TORONTOJuly 15, 2014 /CNW/ - Lorus Therapeutics Inc. (TSX: LOR) ("Lorus" or the "Company") announces that its shareholders will be asked to approve (i) a change of the corporate name to "Aptose Biosciences Inc." as part of its comprehensive rebranding efforts; and (ii) a consolidation of the common shares of the Company at a ratio within the range of one (1) common share for each five (5) to fifteen (15) common shares (the "Share Consolidation") at its annual and special meeting of shareholders (the "Meeting").  The Meeting will be held at 10:00 a.m.Toronto time, onAugust 19, 2014 at the office of McCarthy Tétrault LLP located at Suite 5300, Toronto-Dominion Bank Tower, 66 Wellington Street West, Toronto, Ontario M5K 1E6.

Lorus shareholders will be asked at the Meeting to approve the change of the name of the Company from "Lorus Therapeutics Inc." to "Aptose Biosciences Inc." (the "Name Change"). The Company is proposing to change its name as part of repositioning the focus of its business. These efforts are aimed at aligning the product portfolio and product development strategy for its lead asset, LOR-253, with the strategic course set by the new management team that was established in late 2013.  In addition the Company has expanded its geographical representation to include the US. Further, as a research and development organization focused on cancer, the Company will be concentrating on identifying new therapeutics that restore innate cellular apoptotic mechanisms typically circumvented by tumors. The biological term "apoptosis" represents the innate self-killing mechanisms of cells triggered upon onset of cellular damage that may otherwise lead to cancer and is the intuitive root of the proposed name of "Aptose Biosciences".

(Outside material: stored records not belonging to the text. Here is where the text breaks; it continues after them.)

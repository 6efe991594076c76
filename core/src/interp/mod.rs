//! Instruction interpreter
//!
//! The runtime hands every DSL execution to an [`Interpreter`] together with
//! its [`ProcAnalysis`]. The interpreter reports a status code that the
//! runtime records but does not act on.

mod local;
mod params;

pub use local::LocalInterpreter;
pub use params::*;

use std::fmt;

use futures::future::BoxFuture;

use crate::analyze::ProcAnalysis;
use crate::proc::Procedure;
use crate::slot::Slot;

/// Status code of a finished execution; zero is success.
#[derive(Debug, Clone, Copy, PartialEq, Eq, Hash)]
pub struct ExecStatus(pub i32);

impl ExecStatus {
    pub const OK: ExecStatus = ExecStatus(0);

    pub fn is_ok(self) -> bool {
        self.0 == 0
    }

    pub fn code(self) -> i32 {
        self.0
    }
}

impl fmt::Display for ExecStatus {
    fn fmt(&self, f: &mut fmt::Formatter<'_>) -> fmt::Result {
        if self.is_ok() {
            write!(f, "ok")
        } else {
            write!(f, "failed ({})", self.0)
        }
    }
}

impl From<&InterpError> for ExecStatus {
    fn from(err: &InterpError) -> Self {
        ExecStatus(err.code())
    }
}

#[derive(Debug, Clone, PartialEq, Eq)]
pub enum InterpError {
    Param(ParamError),
    /// A `Set` literal that is not an integer.
    InvalidLiteral { param: String, value: String },
    DivideByZero { result: String },
    ShiftOutOfRange { amount: i64 },
    BlockTimeout { cond: String, waited_ms: u64 },
    /// A `Call` target missing from the analysis.
    UnresolvedCall { slot: Slot },
    CompiledFailed { slot: Slot, status: i32 },
    RecursionLimit { depth: usize },
}

impl InterpError {
    /// Non-zero status reported for this failure.
    pub fn code(&self) -> i32 {
        match self {
            InterpError::Param(_) => 1,
            InterpError::InvalidLiteral { .. } => 2,
            InterpError::DivideByZero { .. } => 3,
            InterpError::ShiftOutOfRange { .. } => 4,
            InterpError::BlockTimeout { .. } => 5,
            InterpError::UnresolvedCall { .. } => 6,
            InterpError::CompiledFailed { .. } => 7,
            InterpError::RecursionLimit { .. } => 8,
        }
    }
}

impl fmt::Display for InterpError {
    fn fmt(&self, f: &mut fmt::Formatter<'_>) -> fmt::Result {
        match self {
            InterpError::Param(err) => write!(f, "{}", err),
            InterpError::InvalidLiteral { param, value } => {
                write!(f, "cannot assign '{}' to '{}': not an integer", value, param)
            }
            InterpError::DivideByZero { result } => write!(f, "division by zero computing '{}'", result),
            InterpError::ShiftOutOfRange { amount } => write!(f, "shift amount {} out of range", amount),
            InterpError::BlockTimeout { cond, waited_ms } => {
                write!(f, "block on '{}' timed out after {} ms", cond, waited_ms)
            }
            InterpError::UnresolvedCall { slot } => write!(f, "call to slot {} was not analyzed", slot),
            InterpError::CompiledFailed { slot, status } => {
                write!(f, "compiled procedure in slot {} returned {}", slot, status)
            }
            InterpError::RecursionLimit { depth } => write!(f, "maximum call depth {} exceeded", depth),
        }
    }
}

impl std::error::Error for InterpError {}

impl From<ParamError> for InterpError {
    fn from(value: ParamError) -> Self {
        InterpError::Param(value)
    }
}

pub trait Interpreter: Send + Sync {
    /// Run `proc` to completion. Dropping the future cancels the execution at
    /// the next instruction boundary.
    fn execute<'a>(&'a self, proc: &'a Procedure, analysis: &'a ProcAnalysis) -> BoxFuture<'a, ExecStatus>;
}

Although shareholder approval for the Name Change is being sought at the Meeting, the Name Change would become effective at a date in the future that is determined by the Board of Directors to be in the best interest of the Corporation. Even if the shareholders approve the Name Change, the Board may determine not to implement the Name Change at any time after the Meeting without further action on the part of or notice to the Shareholders.

Additionally, and if approved by the shareholders at the Meeting, the Board of Directors of Lorus will have the authority to implement the Share Consolidation, the date and exact ratio of which would be determined by the Board of Directors within the above mentioned ratio range approved by the shareholders. If the proposed Share Consolidation is implemented, the number of common shares issued and outstanding will be reduced from approximately 139,324,451common shares (as of July 15, 2014) to between approximately 27,864,890 and 9,288,296 common shares, depending on the ratio selected by the Board.

The proposed Share Consolidation is being contemplated as a way to potentially increase the trading price of the common shares as Lorus is contemplating a potential listing on the NASDAQ Stock Exchange and the rules of the NASDAQ Stock Exchange require a minimum trading price of $3.00 or $4.00 under certain conditions.

The Board of Directors believes that shareholder approval of a range of potential consolidation ratios (rather than a single consolidation ratio) provides the Board of Directors with maximum flexibility to achieve the desired results of the Share Consolidation. The Board of Directors' selection of the specific ratio will be based primarily on the price level of the common shares at the time and expected stability of that price level.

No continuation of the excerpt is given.